| Executive Summary: Although a SQL Server cluster isn’t cheap, it does prevent application downtime and loss of productivity. This article teaches you everything you need to know about creating a SQL Server cluster in your environment, including how clustering works, the hardware and software that are required, what you need to preconfigure, and how to install the SQL Server cluster. |
Servers and systems have outages—it’s a fact
of life in IT. Clustering SQL Server instances
gives us a measure of protection against these
failures. Even in well laid out environments in which
web and application servers have redundant backups,
the SQL Server system is usually just sitting there as
a single point of failure, despite taking the longest
time to repair and restore. (Getting a database server
set up and the database restored to it from tape will
take several hours or days, depending on the speed
of the restore and the size of the database.) You can
avoid hardware and application downtime by setting
up a SQL Server cluster in your environment. In this
article, I’ll explain how clustering works and the hardware
and software that’s needed to create a SQL Server
cluster. In addition, I’ll show you how to create a
failover cluster using SQL Server 2005 and Windows
Server 2003 Enterprise Edition.
How Clustering Works
When you get right down to it, clustering is a fairly
basic concept. A service runs on each node of the
cluster and checks to see if the SQL Server service is
running on any of the nodes. If the SQL Server service
isn’t running on any nodes, then it’s started on
one of the nodes. What’s actually happening under
the hood during this process is a bit more complex.
Learning Path
SQL SERVER MAGAZINE RESOURCES
For more information about clustering:
“Disk Configuration for Failover Clustering,”
InstantDoc ID 96381
“Active/Passive vs. Active/Active Clustering,”
InstantDoc ID 44938
“Clustering SQL Server,” InstantDoc ID 40034 |
When you install SQL Server in a clustered configuration,
the services are actually installed on all the nodes in the cluster. (Note that SQL Server must be installed
using the clustering option; you can’t change a
single-server installation into a clustered installation.)
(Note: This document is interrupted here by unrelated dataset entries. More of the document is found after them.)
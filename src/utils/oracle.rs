use crate::cache::{CachePayload, CacheSlot, SharedCache};
use crate::models::FixtureId;
use crate::utils::data::load_oracle_inputs;
use crate::utils::ev_calculator::{
    calculate_edge, combined_odds, combined_probability, valid_decimal_odds,
};
use chrono::{DateTime, NaiveDate, Utc};
use serde::{Deserialize, Serialize};
use std::collections::{HashMap, HashSet};
use std::fmt;
use std::path::PathBuf;

/// Markets scored by the external predictor, in encounter order
#[derive(Debug, Clone, Copy, PartialEq, Eq, Hash, Serialize, Deserialize)]
pub enum Market {
    #[serde(rename = "over25")]
    Over25Goals,
    #[serde(rename = "btts")]
    BothTeamsToScore,
    #[serde(rename = "corners")]
    CornersOver95,
    #[serde(rename = "cards")]
    CardsOver35,
}

impl Market {
    pub const ALL: [Market; 4] = [
        Market::Over25Goals,
        Market::BothTeamsToScore,
        Market::CornersOver95,
        Market::CardsOver35,
    ];

    /// Key used for this market in the odds and reasoning artifacts
    pub fn key(&self) -> &'static str {
        match self {
            Market::Over25Goals => "over25",
            Market::BothTeamsToScore => "btts",
            Market::CornersOver95 => "corners",
            Market::CardsOver35 => "cards",
        }
    }

    pub fn label(&self) -> &'static str {
        match self {
            Market::Over25Goals => "Over 2.5 Goals",
            Market::BothTeamsToScore => "Both Teams To Score",
            Market::CornersOver95 => "Over 9.5 Corners",
            Market::CardsOver35 => "Over 3.5 Cards",
        }
    }
}

impl fmt::Display for Market {
    fn fmt(&self, f: &mut fmt::Formatter<'_>) -> fmt::Result {
        f.write_str(self.label())
    }
}

/// Per-fixture market probabilities produced once a day by the predictor
#[derive(Debug, Clone, Serialize, Deserialize)]
#[serde(rename_all = "camelCase")]
pub struct MarketProbabilitySet {
    pub fixture_id: FixtureId,
    pub home_team: String,
    pub away_team: String,
    #[serde(default)]
    pub league: Option<String>,
    #[serde(default)]
    pub kickoff: Option<DateTime<Utc>>,
    pub over25: f64,
    pub btts: f64,
    pub corners: f64,
    pub cards: f64,
}

impl MarketProbabilitySet {
    pub fn probability(&self, market: Market) -> f64 {
        match market {
            Market::Over25Goals => self.over25,
            Market::BothTeamsToScore => self.btts,
            Market::CornersOver95 => self.corners,
            Market::CardsOver35 => self.cards,
        }
    }
}

/// Decimal odds per fixture, keyed by the bookmaker's market name.
///
/// Markets the oracle does not score (e.g. `homeWin`) are kept but never read.
/// `null` fixture entries and `null` prices are allowed.
#[derive(Debug, Clone, Default, Serialize, Deserialize)]
#[serde(transparent)]
pub struct OddsSnapshot(pub HashMap<FixtureId, Option<HashMap<String, Option<f64>>>>);

impl OddsSnapshot {
    /// Usable odds for a market, if the snapshot has a valid price
    pub fn odds(&self, fixture_id: FixtureId, market: Market) -> Option<f64> {
        self.0
            .get(&fixture_id)?
            .as_ref()?
            .get(market.key())
            .copied()
            .flatten()
            .and_then(valid_decimal_odds)
    }
}

/// Optional textual reasoning per fixture and market, keyed like [`OddsSnapshot`]
#[derive(Debug, Clone, Default, Serialize, Deserialize)]
#[serde(transparent)]
pub struct ReasoningMap(pub HashMap<FixtureId, Option<HashMap<String, Option<String>>>>);

impl ReasoningMap {
    pub fn reasoning(&self, fixture_id: FixtureId, market: Market) -> Option<String> {
        self.0
            .get(&fixture_id)?
            .as_ref()?
            .get(market.key())
            .cloned()
            .flatten()
    }
}

/// Everything the daily run consumes
#[derive(Debug, Clone, Default)]
pub struct OracleInputs {
    pub predictions: Vec<MarketProbabilitySet>,
    pub odds: OddsSnapshot,
    pub reasoning: ReasoningMap,
}

/// The best market for one fixture
#[derive(Debug, Clone, PartialEq, Serialize, Deserialize)]
#[serde(rename_all = "camelCase")]
pub struct GoldenBetCandidate {
    pub fixture_id: FixtureId,
    pub home_team: String,
    pub away_team: String,
    pub league: Option<String>,
    pub kickoff: Option<DateTime<Utc>>,
    pub market: Market,
    pub probability: f64,
    pub odds: Option<f64>,
    pub reasoning: Option<String>,
}

impl GoldenBetCandidate {
    pub fn format(&self) -> String {
        let odds = self
            .odds
            .map(|o| format!("{:.2}", o))
            .unwrap_or_else(|| "n/a".to_string());
        format!(
            "{} vs {} | {} | Model: {:.1}% | Odds: {}",
            self.home_team,
            self.away_team,
            self.market,
            self.probability * 100.0,
            odds
        )
    }
}

/// A candidate priced longer than the model thinks it should be
#[derive(Debug, Clone, PartialEq, Serialize, Deserialize)]
#[serde(rename_all = "camelCase")]
pub struct ValueBetCandidate {
    #[serde(flatten)]
    pub bet: GoldenBetCandidate,
    pub edge: f64,
}

impl ValueBetCandidate {
    pub fn format(&self) -> String {
        format!("{} | Edge: {:+.2}%", self.bet.format(), self.edge * 100.0)
    }
}

#[derive(Debug, Clone, PartialEq, Serialize, Deserialize)]
#[serde(rename_all = "camelCase")]
pub struct BetBuilderLeg {
    pub fixture_id: FixtureId,
    pub home_team: String,
    pub away_team: String,
    pub market: Market,
    pub probability: f64,
    pub odds: Option<f64>,
}

impl From<&GoldenBetCandidate> for BetBuilderLeg {
    fn from(bet: &GoldenBetCandidate) -> Self {
        Self {
            fixture_id: bet.fixture_id,
            home_team: bet.home_team.clone(),
            away_team: bet.away_team.clone(),
            market: bet.market,
            probability: bet.probability,
            odds: bet.odds,
        }
    }
}

/// Multi-leg parlay assembled from the day's strongest picks
#[derive(Debug, Clone, PartialEq, Serialize, Deserialize)]
#[serde(rename_all = "camelCase")]
pub struct BetBuilderRecommendation {
    pub legs: Vec<BetBuilderLeg>,
    pub combined_probability: f64,
    pub combined_odds: f64,
}

/// Result of one daily run, written into the cache as a single unit
#[derive(Debug, Clone, PartialEq, Serialize, Deserialize)]
#[serde(rename_all = "camelCase")]
pub struct OracleSnapshot {
    pub date: NaiveDate,
    pub best_markets: Vec<GoldenBetCandidate>,
    pub golden_bets: Vec<GoldenBetCandidate>,
    pub value_bets: Vec<ValueBetCandidate>,
    pub bet_builder: Option<BetBuilderRecommendation>,
}
use anyhow::{Context, Result};
use clap::{Parser, Subcommand};
use matchday_oracle::cache::{create_cache, CacheTtls};
use matchday_oracle::config::Settings;
use matchday_oracle::data::{save_golden_bets_to_csv, save_json, save_value_bets_to_csv};
use matchday_oracle::oracle::{DailyOracle, OracleConfig};
use matchday_oracle::sync::LiveStateSynchronizer;
use std::path::PathBuf;
use std::sync::Arc;

#[derive(Parser)]
#[command(name = "cli", about = "Matchday oracle operational commands")]
struct Cli {
    #[command(flatten)]
    settings: Settings,

    #[command(subcommand)]
    command: Command,
}

#[derive(Subcommand)]
enum Command {
    /// Check the sports-data provider is reachable
    Health,
    /// Run the active-live sweep followed by stale-live reconciliation
    SyncLive,
    /// Re-verify every fixture scheduled in the recent window
    VerifyRecent,
    /// Aggregate today's prediction artifacts into recommendations
    Aggregate {
        /// Write golden and value bets to CSV in the artifacts directory
        #[arg(long)]
        save_csv: bool,
        /// Write the full snapshot as JSON to this path
        #[arg(long)]
        output: Option<PathBuf>,
    },
}

fn synchronizer(settings: &Settings) -> Result<LiveStateSynchronizer> {
    let provider = Arc::new(settings.provider()?);
    let store = Arc::new(settings.open_store()?);
    Ok(LiveStateSynchronizer::new(
        provider,
        store,
        settings.sync_config(),
    ))
}

#[tokio::main]
async fn main() -> Result<()> {
    // Load environment variables from .env file
    dotenv::dotenv().ok();

    // Initialize logging
    matchday_oracle::init_tracing();

    let cli = Cli::parse();
    let settings = cli.settings;

    match cli.command {
        Command::Health => {
            settings
                .provider()?
                .health_check()
                .await
                .context("Provider health check failed")?;
            println!("Provider is reachable");
        }
        Command::SyncLive => {
            let report = synchronizer(&settings)?.sync_live().await;
            println!(
                "Active live sweep: {} of {} fixtures updated",
                report.live.updated, report.live.total
            );
            println!(
                "Stale live reconciliation: {} of {} fixtures corrected",
                report.stale.updated, report.stale.total
            );
        }
        Command::VerifyRecent => {
            let result = synchronizer(&settings)?.verify_recent_fixtures().await;
            println!(
                "Recent verification: {} of {} fixtures corrected",
                result.updated, result.total
            );
        }
        Command::Aggregate { save_csv, output } => {
            let cache = create_cache(CacheTtls::default());
            let oracle = DailyOracle::new(cache, &settings.artifacts_dir, OracleConfig::default());
            let snapshot = oracle.run().await;

            println!("DAILY ORACLE {}\n", snapshot.date);
            println!("Fixtures analysed: {}\n", snapshot.best_markets.len());

            println!("GOLDEN BETS\n");
            if snapshot.golden_bets.is_empty() {
                println!("No golden bets qualify today.");
            } else {
                for (i, bet) in snapshot.golden_bets.iter().enumerate() {
                    println!("{}. {}", i + 1, bet.format());
                }
            }

            println!("\nVALUE BETS\n");
            if snapshot.value_bets.is_empty() {
                println!("No value bets qualify today.");
            } else {
                for (i, bet) in snapshot.value_bets.iter().enumerate() {
                    println!("{}. {}", i + 1, bet.format());
                }
            }

            println!("\nBET BUILDER\n");
            match &snapshot.bet_builder {
                Some(builder) => {
                    for leg in &builder.legs {
                        println!(
                            "- {} vs {} | {} | {:.1}%",
                            leg.home_team,
                            leg.away_team,
                            leg.market,
                            leg.probability * 100.0
                        );
                    }
                    println!(
                        "Combined: {:.1}% @ {:.2}",
                        builder.combined_probability * 100.0,
                        builder.combined_odds
                    );
                }
                None => println!("Not enough strong legs for a bet builder today."),
            }

            if save_csv {
                let golden_csv = settings.artifacts_dir.join("golden_bets.csv");
                let value_csv = settings.artifacts_dir.join("value_bets.csv");
                save_golden_bets_to_csv(&snapshot.golden_bets, &golden_csv)?;
                save_value_bets_to_csv(&snapshot.value_bets, &value_csv)?;
                println!("\nSaved golden bets to {}", golden_csv.display());
                println!("Saved value bets to {}", value_csv.display());
            }

            if let Some(path) = output {
                save_json(&snapshot, &path)?;
                println!("Saved snapshot to {}", path.display());
            }
        }
    }

    Ok(())
}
If you go into Administrative Tools, Services on any
node, you’ll see all the SQL Server services in manual
startup mode. When SQL Server is running in a cluster,
the service runs on only one physical node at a time.
If you manually move the service from one node to
another, you’re actually stopping the service on one
machine and restarting it on another machine.
When the machine running SQL Server goes offline
(e.g., because of a hardware failure), the passive
SQL Server system will detect that the active SQL
Server system has gone offline, and take ownership of
the SQL Server service, as well as the other resources
in the resource group (e.g., IP address, network name,
disk drives), and bring the service back online. With
SQL Server 2000, this process can take several seconds
to several minutes, depending on how much
data is in the transaction log to be rolled forward and
back. SQL Server 2005 starts up much faster because
it rolls forward any completed transactions, brings
the database online, and then rolls back any completed
transactions.
Hardware and Software
Requirements
Clustering isn’t easy to set up, nor is it cheap. You need
at least two servers and a shared storage solution. Although
the servers don’t need to be identical, configuration
is easier if they are. It’s recommended that the
servers have at least the same number of CPUs and
the same amount of RAM. Technically, it isn’t necessary
for the CPU count and RAM to match, but it
does make it easier to estimate the load the backup
server can take. Using identical servers also gives you
the luxury of not having to worry about which server
the database is running on because all servers will perform
the same.
The storage can’t be the RAID array that you plug
into the server. Instead, it must be an array specifically
designed to be used in a cluster (i.e., shared storage).
This storage is most often handled by a Fibre
Channel or iSCSI SAN solution; however, the major
server vendors all have SCSI or Serial Attached SCSI
(SAS) solutions that can be used as well.
The version of SQL Server and the number of
nodes (servers) in your cluster will determine what
software you need to purchase. The same rules apply
to both 32-bit (x86) and 64-bit (x64 or Itanium)
systems. You must be running Windows Server 2008
Enterprise Edition, Windows Server 2003 Enterprise
Edition, or Windows 2000 Server Enterprise Edition
to cluster. If you want to cluster more than four nodes,
Server 2008 Enterprise Edition, which supports up to
16 nodes, or Windows 2003 Enterprise Edition, which
supports up to eight nodes, is required. If you’re using
a SCSI, SAS, or Serial ATA (SATA) storage array,
the maximum number of nodes that are supported
is two, no matter which OS or SQL Server edition
you’re running. Table 1 shows the number of nodes
supported by each version and edition of SQL Server.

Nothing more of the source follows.